Gli occhi di Molly scivolarono lentamente sul viso di Benjamin, le guance visibilmente tinte di un colore rossastro, che giustificò come un’ondata di caldo improvviso; sorrise, per la prima volta dall’inizio della serata.
« Ti amo. »
Non gli diede il tempo di meravigliarsi o arrabbiarsi, la giovane e piccola Weasley, perché subito decise di stampargli un leggero bacio sulle labbra, fuggendo via.
Le piaceva, le piaceva in maniera quasi drastica quel correre via, fuggire con una risata stampata sulle labbra, dove vi aleggiava ancora il sapore dolciastro di quelle di Benjamin.
Correva, Molly, stringendosi goffamente nella sciarpa di lana, il naso seminascosto dietro al colletto alto della camicia, mentre con le piccole dita ghiacciate tentava di legarsi i capelli in una coda alta.
Si fermò solo quando capì di essere finita abbastanza lontana da lui, sicura che non la stessa più seguendo, certa che avrebbero avuto un’altra occasione per discutere anche di quello, seppur sapesse che avrebbe dovuto tacere: né lei e né Benjamin erano il tipo di persone che si perdevano in quelle parole tanto superflue, perché lo sapevano già di per sé, e questo bastava.
Ma qualcosa, quella sera, l’aveva spinta a soffermarsi su quel dettaglio, su quelle due parole, quelle cinque lettere, formulatesi così tante volte nella sua mente, ma mai veramente apparse sulle sue labbra, munite già di un linguaggio loro.
La neve scendeva morbida e delicata sul terreno delle strade di Hogsmeade, e il vento portava qualche fiocco di tanto in tanto ad appoggiarsi sul naso della ragazza, i palmi delle mani aperti, pronta ad accogliere quella soffice meraviglia pre-Natalizia, come in conclusione della splendida serata appena passata, un regalo divino che sicuramente le era stato concesso per grazia, qualcosa che aveva chiesto e chiesto più volte, nel suo piccolo animo, augurandosi di vederne sempre di più, fino a rimanerne sotterrata perché – pensò – non vi era prigione più bella di quella di neve, gelida sì, ma estremamente bella.

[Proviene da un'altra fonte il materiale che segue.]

//! Having filters: predicates over aggregated rows of a groupBy query.

use serde::Serialize;

use super::extraction::ExtractionFunction;
use super::filter::Filter;

/// Matches groups where the dimension equals `value`.
#[derive(Debug, Clone, PartialEq, Serialize)]
#[serde(tag = "type", rename = "dimSelector", rename_all = "camelCase")]
pub struct DimensionSelectorHavingFilter {
    pub dimension: String,
    pub value: String,
    #[serde(skip_serializing_if = "Option::is_none")]
    pub extraction_fn: Option<ExtractionFunction>,
}

#[derive(Debug, Clone, PartialEq, Serialize)]
#[serde(tag = "type", rename = "equalTo")]
pub struct EqualToHavingFilter {
    pub aggregation: String,
    pub value: f64,
}

#[derive(Debug, Clone, PartialEq, Serialize)]
#[serde(tag = "type", rename = "greaterThan")]
pub struct GreaterThanHavingFilter {
    pub aggregation: String,
    pub value: f64,
}

#[derive(Debug, Clone, PartialEq, Serialize)]
#[serde(tag = "type", rename = "lessThan")]
pub struct LessThanHavingFilter {
    pub aggregation: String,
    pub value: f64,
}

/// Applies a row-level filter to aggregated rows.
#[derive(Debug, Clone, PartialEq, Serialize)]
#[serde(tag = "type", rename = "filter")]
pub struct QueryHavingFilter {
    pub filter: Filter,
}

#[derive(Debug, Clone, PartialEq, Serialize)]
#[serde(tag = "type", rename = "and", rename_all = "camelCase")]
pub struct AndHavingFilter {
    pub having_specs: Vec<HavingFilter>,
}

#[derive(Debug, Clone, PartialEq, Serialize)]
#[serde(tag = "type", rename = "or", rename_all = "camelCase")]
pub struct OrHavingFilter {
    pub having_specs: Vec<HavingFilter>,
}

/// Negates a having filter.
///
/// Plain filters are wrapped as `{type: filter, filter}` on the way in;
/// having filters are embedded as they are.
#[derive(Debug, Clone, PartialEq, Serialize)]
#[serde(tag = "type", rename = "not", rename_all = "camelCase")]
pub struct NotHavingFilter {
    pub having_spec: Box<HavingFilter>,
}

impl NotHavingFilter {
    pub fn new(having_spec: impl Into<HavingFilter>) -> Self {
        Self {
            having_spec: Box::new(having_spec.into()),
        }
    }
}

/// Any having filter.
#[derive(Debug, Clone, PartialEq, Serialize)]
#[serde(untagged)]
pub enum HavingFilter {
    DimensionSelector(DimensionSelectorHavingFilter),
    EqualTo(EqualToHavingFilter),
    GreaterThan(GreaterThanHavingFilter),
    LessThan(LessThanHavingFilter),
    Query(QueryHavingFilter),
    And(AndHavingFilter),
    Or(OrHavingFilter),
    Not(NotHavingFilter),
}

impl HavingFilter {
    pub fn dim_selector(dimension: impl Into<String>, value: impl Into<String>) -> Self {
        HavingFilter::DimensionSelector(DimensionSelectorHavingFilter {
            dimension: dimension.into(),
            value: value.into(),
            extraction_fn: None,
        })
    }

    pub fn equal_to(aggregation: impl Into<String>, value: f64) -> Self {
        HavingFilter::EqualTo(EqualToHavingFilter {
            aggregation: aggregation.into(),
            value,
        })
    }

    pub fn greater_than(aggregation: impl Into<String>, value: f64) -> Self {
        HavingFilter::GreaterThan(GreaterThanHavingFilter {
            aggregation: aggregation.into(),
            value,
        })
    }

    pub fn less_than(aggregation: impl Into<String>, value: f64) -> Self {
        HavingFilter::LessThan(LessThanHavingFilter {
            aggregation: aggregation.into(),
            value,
        })
    }

    pub fn and<I, H>(specs: I) -> Self
    where
        I: IntoIterator<Item = H>,
        H: Into<HavingFilter>,
    {
        HavingFilter::And(AndHavingFilter {
            having_specs: specs.into_iter().map(Into::into).collect(),
        })
    }

    pub fn or<I, H>(specs: I) -> Self
    where
        I: IntoIterator<Item = H>,
        H: Into<HavingFilter>,
    {
        HavingFilter::Or(OrHavingFilter {
            having_specs: specs.into_iter().map(Into::into).collect(),
        })
    }

    pub fn not(spec: impl Into<HavingFilter>) -> Self {
        HavingFilter::Not(NotHavingFilter::new(spec))
    }

    pub fn and_with(self, other: impl Into<HavingFilter>) -> Self {
        match self {
            HavingFilter::And(mut and) => {
                and.having_specs.push(other.into());
                HavingFilter::And(and)
            }
            current => HavingFilter::and([current, other.into()]),
        }
    }

    pub fn or_with(self, other: impl Into<HavingFilter>) -> Self {
        match self {
            HavingFilter::Or(mut or) => {
                or.having_specs.push(other.into());
                HavingFilter::Or(or)
            }
            current => HavingFilter::or([current, other.into()]),
        }
    }
}

impl From<Filter> for HavingFilter {
    fn from(filter: Filter) -> Self {
        HavingFilter::Query(QueryHavingFilter { filter })
    }
}

impl From<NotHavingFilter> for HavingFilter {
    fn from(value: NotHavingFilter) -> Self {
        HavingFilter::Not(value)
    }
}
//! Overlord task documents: ingestion, kill and compaction.

pub mod index;
pub mod input;

use serde::Serialize;

use crate::context::{TaskContext, TuningConfig};
use crate::types::Interval;

pub use index::{DataSchema, DimensionSchema, IndexTask, IndexTaskBuilder, TimestampSpec};
pub use input::{InputFormat, InputSource};

/// Permanently deletes unused segments of a datasource in an interval.
#[derive(Debug, Clone, PartialEq, Serialize)]
#[serde(tag = "type", rename = "kill", rename_all = "camelCase")]
pub struct KillTask {
    #[serde(skip_serializing_if = "Option::is_none")]
    pub id: Option<String>,
    pub data_source: String,
    pub interval: Interval,
    #[serde(skip_serializing_if = "Option::is_none")]
    pub batch_size: Option<u32>,
    #[serde(skip_serializing_if = "TaskContext::is_empty")]
    pub context: TaskContext,
}

impl KillTask {
    pub fn new(data_source: impl Into<String>, interval: Interval) -> Self {
        Self {
            id: None,
            data_source: data_source.into(),
            interval,
            batch_size: None,
            context: TaskContext::new(),
        }
    }
}

#[derive(Debug, Clone, PartialEq, Serialize)]
#[serde(tag = "type", rename = "interval")]
pub struct CompactionInputSpec {
    pub interval: Interval,
}

#[derive(Debug, Clone, PartialEq, Serialize)]
#[serde(tag = "type", rename = "compact", rename_all = "camelCase")]
pub struct CompactIoConfig {
    pub input_spec: CompactionInputSpec,
}

/// Rewrites the segments of an interval, typically into fewer, larger ones.
#[derive(Debug, Clone, PartialEq, Serialize)]
#[serde(tag = "type", rename = "compact", rename_all = "camelCase")]
pub struct CompactTask {
    #[serde(skip_serializing_if = "Option::is_none")]
    pub id: Option<String>,
    pub data_source: String,
    pub io_config: CompactIoConfig,
    #[serde(skip_serializing_if = "TuningConfig::is_empty")]
    pub tuning_config: TuningConfig,
    #[serde(skip_serializing_if = "TaskContext::is_empty")]
    pub context: TaskContext,
}

impl CompactTask {
    pub fn new(data_source: impl Into<String>, interval: Interval) -> Self {
        Self {
            id: None,
            data_source: data_source.into(),
            io_config: CompactIoConfig {
                input_spec: CompactionInputSpec { interval },
            },
            tuning_config: TuningConfig::new(),
            context: TaskContext::new(),
        }
    }

    pub fn with_tuning_config(mut self, tuning_config: TuningConfig) -> Self {
        self.tuning_config = tuning_config;
        self
    }

    pub fn with_context(mut self, context: TaskContext) -> Self {
        self.context = context;
        self
    }
}

/// Any task document accepted by the overlord.
#[derive(Debug, Clone, PartialEq, Serialize)]
#[serde(untagged)]
pub enum Task {
    Index(IndexTask),
    Kill(KillTask),
    Compact(CompactTask),
}

impl Task {
    pub fn task_type(&self) -> &str {
        match self {
            Task::Index(task) => &task.kind,
            Task::Kill(_) => "kill",
            Task::Compact(_) => "compact",
        }
    }

    pub fn id(&self) -> Option<&str> {
        match self {
            Task::Index(task) => task.id.as_deref(),
            Task::Kill(task) => task.id.as_deref(),
            Task::Compact(task) => task.id.as_deref(),
        }
    }
}

impl From<IndexTask> for Task {
    fn from(task: IndexTask) -> Self {
        Task::Index(task)
    }
}

impl From<KillTask> for Task {
    fn from(task: KillTask) -> Self {
        Task::Kill(task)
    }
}

impl From<CompactTask> for Task {
    fn from(task: CompactTask) -> Self {
        Task::Compact(task)
    }
}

Gli stivali rossi scricchiolavano tenuamente sul terreno, accompagnandola nel silenzio tombale della via deserta; era così tardi! Quanto l’avrebbe sgridata, la premurosa ma severa Lily, al suo arrivo! Quanto si sarebbe preoccupata, per lei!
Molly, però, non voleva pensarci: alzò il viso verso il cielo, gli occhi verdi che brillavano di una gioia intensa, le labbra bianche per il freddo, mentre con dolcezza guardava il blu di una notte senza stelle.
Era uno spettacolo di certo raro quanto invidiabile, ovvio, e pareva che nulla al mondo potesse guastarlo, né permettersi di interferire con la felicità di una giovane donna, la quale aveva appena trovato una consolazione alternativa ad un mondo immerso nella guerra più improbabile fra tutte.
Eppure, come tutti sanno, spesso gli Dei tendono a non concederci tanta grazia in una sola volta, ma a togliercene – se ovviamente possibile – più del dovuto, lasciandoci solo un’amara consolazione, quale era la neve per Molly.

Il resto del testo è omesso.